New climate change research conducted at CERN offers rare, hopeful news about the planet’s resilience to global warming, finding that phytoplankton are producing far more heat-mitigating aerosols than previously understood.
In a paper recently published in Nature, the researchers reveal an unexpected picture of how clouds and aerosols have changed since the beginning of widespread fossil fuel use, offering a brighter outlook than may have been expected. The new study identifies our planet’s resilience to anthropogenic climate change, suggesting that Mother Nature may be tougher than we think.
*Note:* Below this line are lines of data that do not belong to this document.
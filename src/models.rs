//! Core entities, per spec §3.

use chrono::{DateTime, Utc};
use serde::{Deserialize, Serialize};
use uuid::Uuid;

#[derive(Debug, Clone, Copy, PartialEq, Eq, Serialize, Deserialize, sqlx::Type)]
#[sqlx(type_name = "text", rename_all = "lowercase")]
#[serde(rename_all = "lowercase")]
pub enum StudentStatus {
    Active,
    Inactive,
}

#[derive(Debug, Clone, Serialize, Deserialize, sqlx::FromRow)]
pub struct Student {
    pub id: Uuid,
    pub student_number: String,
    pub status: StudentStatus,
}

impl Student {
    pub fn is_active(&self) -> bool {
        self.status == StudentStatus::Active
    }
}

#[derive(Debug, Clone, Serialize, Deserialize, sqlx::FromRow)]
pub struct Course {
    pub id: Uuid,
    pub code: String,
    pub title: String,
}

/// One offering of a course in a semester. `available_seats` is the
/// durable-store's view — reconciled asynchronously from the seat
/// counter, never read on the hot path (spec §4.3, §9).
#[derive(Debug, Clone, Serialize, Deserialize, sqlx::FromRow)]
pub struct Section {
    pub id: Uuid,
    pub course_id: Uuid,
    pub semester_id: Uuid,
    pub section_number: String,
    pub total_seats: i32,
    pub available_seats: i32,
    pub active: bool,
    pub version: i64,
    pub created_at: DateTime<Utc>,
    pub updated_at: DateTime<Utc>,
}

#[derive(Debug, Clone, Copy, PartialEq, Eq, Serialize, Deserialize, sqlx::Type)]
#[sqlx(type_name = "text", rename_all = "lowercase")]
#[serde(rename_all = "lowercase")]
pub enum RegistrationStatus {
    Enrolled,
    Waitlisted,
    Dropped,
    Failed,
}

#[derive(Debug, Clone, Serialize, Deserialize, sqlx::FromRow)]
pub struct Registration {
    pub id: Uuid,
    pub student_id: Uuid,
    pub section_id: Uuid,
    pub status: RegistrationStatus,
    pub registered_at: DateTime<Utc>,
    pub version: i64,
}

#[derive(Debug, Clone, Serialize, Deserialize, sqlx::FromRow)]
pub struct WaitlistEntry {
    pub id: Uuid,
    pub student_id: Uuid,
    pub section_id: Uuid,
    pub position: i64,
    pub created_at: DateTime<Utc>,
    pub expires_at: Option<DateTime<Utc>>,
}

/// Outcome of a single-section registration attempt (spec §6 status
/// vocabulary). Carried in the HTTP response and cached verbatim by the
/// idempotency gate.
#[derive(Debug, Clone, Copy, PartialEq, Eq, Serialize, Deserialize)]
#[serde(rename_all = "snake_case")]
pub enum RegistrationStatusResult {
    Enrolled,
    Waitlisted,
    AlreadyRegistered,
    Failed,
}

#[derive(Debug, Clone, Serialize, Deserialize)]
pub struct SectionResult {
    pub section_id: Uuid,
    pub status: RegistrationStatusResult,
    pub message: String,
    #[serde(skip_serializing_if = "Option::is_none")]
    pub waitlist_position: Option<i64>,
}

/// Durable-sync job variants (spec §4.5).
#[derive(Debug, Clone, Copy, PartialEq, Eq)]
pub enum DatabaseSyncJobType {
    CreateRegistration,
    UpdateSeats,
    DropRegistration,
}

#[derive(Debug, Clone)]
pub struct DatabaseSyncJob {
    pub job_type: DatabaseSyncJobType,
    pub student_id: Uuid,
    pub section_id: Uuid,
    pub timestamp: DateTime<Utc>,
}

#[derive(Debug, Clone)]
pub struct WaitlistEntryJob {
    pub student_id: Uuid,
    pub section_id: Uuid,
    pub position: i64,
    pub timestamp: DateTime<Utc>,
}

#[derive(Debug, Clone, Serialize, Deserialize)]
pub struct IdempotencyKeyRecord {
    pub key: String,
    pub student_id: Uuid,
    pub request_hash: String,
    pub response_body: serde_json::Value,
    pub status_code: u16,
    pub processed_at: DateTime<Utc>,
    pub expires_at: DateTime<Utc>,
}
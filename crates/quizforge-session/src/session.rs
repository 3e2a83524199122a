//! Session types: the server's record of a connected player.

use std::time::Instant;

use quizforge_protocol::PlayerId;

// ---------------------------------------------------------------------------
// SessionConfig
// ---------------------------------------------------------------------------

/// Configuration for session behavior.
#[derive(Debug, Clone)]
pub struct SessionConfig {
    /// How long (in seconds) a disconnected player has to reconnect
    /// before their session is permanently expired.
    ///
    /// Default: 60 seconds — comfortably longer than the lobby's
    /// reconnection-supervisor wait, so a player whose turn was skipped
    /// can still rejoin as a spectator of their own game. Set to 0 to
    /// disable reconnection entirely.
    pub reconnect_grace_secs: u64,
}

impl Default for SessionConfig {
    fn default() -> Self {
        Self { reconnect_grace_secs: 60 }
    }
}

// ---------------------------------------------------------------------------
// SessionState
// ---------------------------------------------------------------------------

/// The connection state of a player's session.
///
/// ```text
///   Connected ──(disconnect)──→ Disconnected ──(grace elapsed)──→ Expired
///       ↑                            │
///       └────────(reconnect)─────────┘
/// ```
///
/// `Instant` is the monotonic clock — elapsed-time checks are immune to
/// wall-clock adjustments.
#[derive(Debug, Clone)]
pub enum SessionState {
    /// Player is actively connected.
    Connected,

    /// Player lost their socket at `since`; they have until
    /// `since + grace` to present their reconnect token.
    Disconnected { since: Instant },

    /// Grace period elapsed. The session is dead and will be cleaned
    /// up; the player must authenticate again.
    Expired,
}

// ---------------------------------------------------------------------------
// Session
// ---------------------------------------------------------------------------

/// A single player's session on the server.
///
/// Created on successful authentication; survives socket drops for the
/// grace period so a flaky network doesn't eject a player mid-game.
#[derive(Debug, Clone)]
pub struct Session {
    /// Which player this session belongs to.
    pub player_id: PlayerId,

    /// The name shown to other players in the `users` roster.
    pub display_name: String,

    /// Current connection state.
    pub state: SessionState,

    /// When this player was last seen alive: connection, heartbeat, or
    /// any processed message refreshes it.
    pub last_seen_at: Instant,

    /// A secret the client can present to resume this session after a
    /// socket drop. 32 hex chars (128 bits); sent once in the
    /// handshake ack.
    pub reconnect_token: String,
}
//! # Quizforge
//!
//! Authoritative multiplayer lobby server for browser quiz games.
//!
//! The engine keeps each room's players, board, turn, countdown, and
//! in-flight question/exam consistent across all participants — through
//! disconnects, answer-vs-timeout races, and reconnection. Content and
//! correctness come from the surrounding platform through the
//! [`QuestionSource`](quizforge_lobby::QuestionSource) and
//! [`AnswerChecker`](quizforge_lobby::AnswerChecker) seams; identity
//! comes through [`Authenticator`](quizforge_session::Authenticator).
//!
//! ## Quick start
//!
//! ```rust,ignore
//! use quizforge::QuizforgeServerBuilder;
//!
//! let server = QuizforgeServerBuilder::new()
//!     .bind("0.0.0.0:8080")
//!     .build(my_auth, source, checker)
//!     .await?;
//! server.run().await
//! ```

mod error;
mod handler;
mod server;
pub mod ws;

pub use error::QuizforgeError;
pub use server::{QuizforgeServer, QuizforgeServerBuilder, PROTOCOL_VERSION};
Cloud Formation and Climate Change
Cloud condensation nuclei (CCN), tiny particles suspended in the atmosphere, are the cores around which clouds form. When the amount of aerosol particles in the atmosphere increases, they can produce a cooling effect, both by directly reflecting sunlight before it reaches the Earth’s surface and by acting as CCNs. When the number of particles available in the atmosphere for cloud formation increases, more small clouds form, which are also brighter and provide greater coverage.
Ironically, the particles formed by burning fossil fuels act in this way, mitigating the heating effect of the greenhouse gases released by the same processes, and producing a substantial offset in global warming.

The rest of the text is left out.